About 100 people packed City Hall Monday to protest TCI Cablevision of Missouri's local programming.
The Cable TV Citizens Committee hosted the "town hall" meeting to solicit public comments concerning local cable TV service.
The committee was formed in 1990 to negotiate a new cable franchise with TCI. The meeting was held as part of the committee's responsibility to gather public comment on cable TV service.
Although the committee has no control over TCI's programming, the subject dominated discussion Monday night.
The majority of those at the meeting indicated they support the addition of ACT 45, a local 24-hour Christian broadcasting network, to the cable system and separation of MTV, a rock music video station, from basic service.
Others at the meeting urged the addition of a St. Louis TV station to local service. The Rev. Louis Launhardt, pastor of St. Andrew Lutheran Church, asked for expanded use of the city's public access station for religious programming.

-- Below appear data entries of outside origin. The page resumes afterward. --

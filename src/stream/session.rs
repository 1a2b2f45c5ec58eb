//! Stream session controller.
//!
//! One session is one attempt to read a [`ChunkSource`] from the start. The controller owns the
//! active session's cancellation token and drives the read loop on a tokio task:
//!
//! ```text
//! Idle -> Connecting -> Streaming -> { Completed | Aborted | Failed }
//!            ^                                    |
//!            +------------- retry() --------------+
//! ```
//!
//! Every mutation the read loop makes (byte counters, store appends, state transitions) happens
//! under a single lock and only while the session is still current: same session id, token not
//! cancelled, state still active. A read that resolves after `abort()` or `retry()` therefore
//! changes nothing.

use crate::error::NdjviewError;
use crate::metrics::PerformanceMarks;
use crate::record::LogRecord;
use crate::store::LogStore;
use crate::stream::parser::NdjsonDecoder;
use crate::stream::source::ChunkSource;
use futures::StreamExt;
use parking_lot::Mutex;
use std::sync::Arc;
use std::time::Duration;
use tokio::task::JoinHandle;
use tokio_util::sync::CancellationToken;

/// Lifecycle of one ingestion attempt.
#[derive(Debug, Clone, Copy, PartialEq, Eq)]
pub enum SessionState {
    Idle,
    Connecting,
    Streaming,
    Completed,
    Aborted,
    Failed,
}

impl SessionState {
    /// Connecting or streaming
    pub fn is_active(self) -> bool {
        matches!(self, SessionState::Connecting | SessionState::Streaming)
    }

    pub fn is_terminal(self) -> bool {
        matches!(
            self,
            SessionState::Completed | SessionState::Aborted | SessionState::Failed
        )
    }

    pub fn label(self) -> &'static str {
        match self {
            SessionState::Idle => "Idle",
            SessionState::Connecting => "Connecting",
            SessionState::Streaming => "Streaming",
            SessionState::Completed => "Complete",
            SessionState::Aborted => "Aborted",
            SessionState::Failed => "Failed",
        }
    }
}

/// Consumer-facing snapshot of the current session.
#[derive(Debug, Clone)]
pub struct StreamStatus {
    pub session_id: u64,
    pub state: SessionState,
    pub record_count: usize,
    pub bytes_loaded: u64,
    pub total_bytes: Option<u64>,
    pub error: Option<Arc<NdjviewError>>,
    pub ttfb: Option<Duration>,
    pub ttfr: Option<Duration>,
}

impl StreamStatus {
    pub fn is_loading(&self) -> bool {
        self.state.is_active()
    }

    pub fn is_complete(&self) -> bool {
        self.state == SessionState::Completed
    }
}

#[derive(Debug)]
struct SessionShared {
    session_id: u64,
    state: SessionState,
    bytes_loaded: u64,
    total_bytes: Option<u64>,
    error: Option<Arc<NdjviewError>>,
    marks: PerformanceMarks,
}

/// Owns the active session and exposes abort/retry.
pub struct StreamController {
    source: Arc<dyn ChunkSource>,
    store: LogStore,
    shared: Arc<Mutex<SessionShared>>,
    token: CancellationToken,
    task: Option<JoinHandle<()>>,
}

impl StreamController {
    pub fn new(source: Arc<dyn ChunkSource>, store: LogStore) -> Self {
        Self {
            source,
            store,
            shared: Arc::new(Mutex::new(SessionShared {
                session_id: 0,
                state: SessionState::Idle,
                bytes_loaded: 0,
                total_bytes: None,
                error: None,
                marks: PerformanceMarks::new(),
            })),
            token: CancellationToken::new(),
            task: None,
        }
    }

    /// Begin ingestion. Equivalent to [`retry`](Self::retry).
    ///
    /// Must be called from within a tokio runtime.
    pub fn start(&mut self) {
        self.retry();
    }

    /// Cancel whatever is running, clear all accumulated state, and start over.
    pub fn retry(&mut self) {
        self.token.cancel();
        let token = CancellationToken::new();

        let session_id = {
            let mut shared = self.shared.lock();
            if shared.state.is_active() {
                shared.state = SessionState::Aborted;
            }
            shared.session_id += 1;
            shared.state = SessionState::Connecting;
            shared.bytes_loaded = 0;
            shared.total_bytes = None;
            shared.error = None;
            shared.marks.mark_fetch_start();
            self.store.reset();
            shared.session_id
        };

        log::info!(
            "Starting stream session {} for {}",
            session_id,
            self.source.describe()
        );

        self.token = token.clone();
        let task = SessionTask {
            session_id,
            source: Arc::clone(&self.source),
            shared: Arc::clone(&self.shared),
            store: self.store.clone(),
            token,
        };
        self.task = Some(tokio::spawn(run_session(task)));
    }

    /// Stop the active session, keeping whatever was already appended.
    ///
    /// Idempotent; aborting a finished session does nothing.
    pub fn abort(&self) {
        let mut shared = self.shared.lock();
        self.token.cancel();
        if shared.state.is_active() {
            shared.state = SessionState::Aborted;
            log::info!(
                "Stream session {} aborted after {} bytes",
                shared.session_id,
                shared.bytes_loaded
            );
        }
    }

    pub fn status(&self) -> StreamStatus {
        let shared = self.shared.lock();
        StreamStatus {
            session_id: shared.session_id,
            state: shared.state,
            record_count: self.store.len(),
            bytes_loaded: shared.bytes_loaded,
            total_bytes: shared.total_bytes,
            error: shared.error.clone(),
            ttfb: shared.marks.ttfb(),
            ttfr: shared.marks.ttfr(),
        }
    }

    pub fn state(&self) -> SessionState {
        self.shared.lock().state
    }

    pub fn store(&self) -> &LogStore {
        &self.store
    }

    pub fn source_label(&self) -> String {
        self.source.describe()
    }

    /// Note that the first row of this session has been drawn.
    pub fn record_first_render(&self) -> Option<Duration> {
        self.shared.lock().marks.record_first_render()
    }

    /// Wait for the most recently started read loop to exit.
    pub async fn join(&mut self) {
        if let Some(task) = self.task.take() {
            if let Err(err) = task.await {
                log::warn!("Stream task ended abnormally: {}", err);
            }
        }
    }
}

impl Drop for StreamController {
    fn drop(&mut self) {
        self.token.cancel();
    }
}

struct SessionTask {
    session_id: u64,
    source: Arc<dyn ChunkSource>,
    shared: Arc<Mutex<SessionShared>>,
    store: LogStore,
    token: CancellationToken,
}

impl SessionTask {
    fn is_current(&self, shared: &SessionShared) -> bool {
        shared.session_id == self.session_id
            && !self.token.is_cancelled()
            && shared.state.is_active()
    }

    fn enter_streaming(&self, total_bytes: Option<u64>) -> bool {
        let mut shared = self.shared.lock();
        if !self.is_current(&shared) {
            return false;
        }
        shared.state = SessionState::Streaming;
        shared.total_bytes = total_bytes;
        true
    }

    fn commit_chunk(&self, byte_len: u64, records: Vec<LogRecord>) -> bool {
        let mut shared = self.shared.lock();
        if !self.is_current(&shared) {
            return false;
        }
        shared.marks.record_first_byte();
        shared.bytes_loaded += byte_len;
        log::debug!(
            "Session {}: chunk of {} bytes, {} records",
            self.session_id,
            byte_len,
            records.len()
        );
        self.store.append(records);
        true
    }

    fn complete(&self, tail: Vec<LogRecord>) {
        let mut shared = self.shared.lock();
        if !self.is_current(&shared) {
            return;
        }
        self.store.append(tail);
        shared.state = SessionState::Completed;
        log::info!(
            "Stream session {} complete: {} records, {} bytes",
            self.session_id,
            self.store.len(),
            shared.bytes_loaded
        );
    }

    fn fail(&self, error: NdjviewError) {
        let mut shared = self.shared.lock();
        if !self.is_current(&shared) {
            return;
        }
        log::warn!("Stream session {} failed: {}", self.session_id, error);
        shared.state = SessionState::Failed;
        shared.error = Some(Arc::new(error));
    }
}

async fn run_session(task: SessionTask) {
    let opened = tokio::select! {
        biased;
        _ = task.token.cancelled() => return,
        result = task.source.open() => result,
    };

    let response = match opened {
        Ok(response) => response,
        Err(error) => {
            task.fail(error);
            return;
        }
    };

    if !task.enter_streaming(response.total_bytes) {
        return;
    }

    let mut body = response.body;
    let mut decoder = NdjsonDecoder::<LogRecord>::new();

    loop {
        let next = tokio::select! {
            biased;
            _ = task.token.cancelled() => return,
            next = body.next() => next,
        };

        match next {
            Some(Ok(chunk)) => {
                let records = decoder.push(&chunk);
                if !task.commit_chunk(chunk.len() as u64, records) {
                    return;
                }
            }
            Some(Err(error)) => {
                task.fail(error);
                return;
            }
            None => break,
        }
    }

    task.complete(decoder.finish());
}
//! Ingestion pipeline: byte sources, the NDJSON chunk parser, and the session controller
//! that drives one into the other and appends to the [`LogStore`](crate::store::LogStore).

pub mod parser;
pub mod session;
pub mod source;

pub use parser::{flush_carry, parse_chunk, parse_line, NdjsonDecoder, ParsedChunk};
pub use session::{SessionState, StreamController, StreamStatus};
pub use source::{open_source, ChunkSource, FileSource, HttpSource, MemorySource, SourceResponse};
//! Messages exchanged between the [`SearchCoordinator`](crate::search::SearchCoordinator) and the
//! search worker task.

use crate::record::LogRecord;
use std::sync::Arc;

/// Identifies one full load of the worker's index.
pub type Generation = u64;

/// Identifies one search request within a generation.
pub type RequestId = u64;

/// Records handed to the worker. The `Arc`s are shared, never mutated, so handing them over is a
/// move of ownership for all practical purposes.
pub type RecordSet = Arc<[Arc<LogRecord>]>;

/// Requests sent to the worker.
#[derive(Debug, Clone)]
pub enum WorkerRequest {
    /// Replace the index with `records`
    LoadData {
        generation: Generation,
        records: Vec<Arc<LogRecord>>,
    },
    /// Filter the current index
    Search {
        generation: Generation,
        request_id: RequestId,
        query: Arc<str>,
    },
    Shutdown,
}

/// Replies sent back by the worker.
#[derive(Debug, Clone)]
pub enum WorkerResponse {
    /// The index for `generation` is built
    Ready { generation: Generation, count: usize },
    /// Matching records, in original order
    Results {
        generation: Generation,
        request_id: RequestId,
        records: RecordSet,
    },
}

impl WorkerResponse {
    pub fn generation(&self) -> Generation {
        match self {
            WorkerResponse::Ready { generation, .. } | WorkerResponse::Results { generation, .. } => {
                *generation
            }
        }
    }
}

Also, Tom Schulte of the Cape Girardeau office of Sen. John Danforth and Sen. Christopher Bond explained Senate Bill 12, which would impose additional regulation on the cable industry. Danforth introduced the bill in Congress.
But about a dozen people testified either in opposition to MTV or in favor of ACT 45.
Linda Lawrence said that TCI's programming in general needed improvement. She said a commercial recently was broadcast on WTBS, an Atlanta-based station, that advertised a morning program that had "everything you want: gluttony, sloth, drunkenness and lust," Lawrence said.
"That just kind of summed up the programming. It really hit me that someone thinks this is what we want."
Lawrence urged TCI to add more family-oriented programming that portrays virtues such as "truth, honesty, faithfulness..."
But Roger Harms, local cable manager, said that TCI must offer programming to suit a large and diverse population. He also said he has little control locally over what is offered by TCI, a national cable company.
Joe McCullough, who's a board member of the local American Family Association, was the first of several people to criticize MTV. He said the music video station broadcasts material that is "objectionable to Christians and anyone who is moral."
McCullough asked that the station be separated from basic cable programming and offered at a cost to subscribers.
"We are not advocating banning MTV from the cable network. We are not advocating censorship. We're merely advocating making it a paid station like HBO," he said.
McCullough said that although parents are able to monitor what their children watch, they can't always be in the home with the children.
Rita Kuntze, also a member of the American Family Association, said that although TCI will install "lock boxes" to block out reception of particular stations, she thought it was unfair to charge people the $25 fee for the service to block a station they find offensive.
"I feel like it's unfair for me to have to pay for that channel to come into my home then pay for their lock boxes to keep it out of my home," she said.
Donna Miller said she apparently is the only person in Cape Girardeau to have the devise installed. She said that after she ordered a lock box, it was three months before TCI was able to get one.
But Harms said TCI has a national contract with MTV, which prohibits the cable company from making the station a stand-alone service.
Committee member David Barklage said the committee might want to include easier access to lock boxes in its franchise negotiations with TCI.
Donna Thomas, an English teacher in the Cape Girardeau School District, said she didn't understand why ACT 45 couldn't be added to cable TV service here. She said the station provides a wide variety of non-denominational Christian programming.
"Christianity in this area is not in the minority," she said. "It's a life practiced by thousands. Channel 45 is here. It's available.
"And as an educator I implore you to offer this choice, not only to students, but to all."
The group last year garnered about 3,000 signatures on a petition requesting the station be added to cable service, Thomas said.
Harms said the station hasn't been added because the system's channel capacity is filled with the exception of Channel 19, which would lose its signal periodically due to interference from local paging services.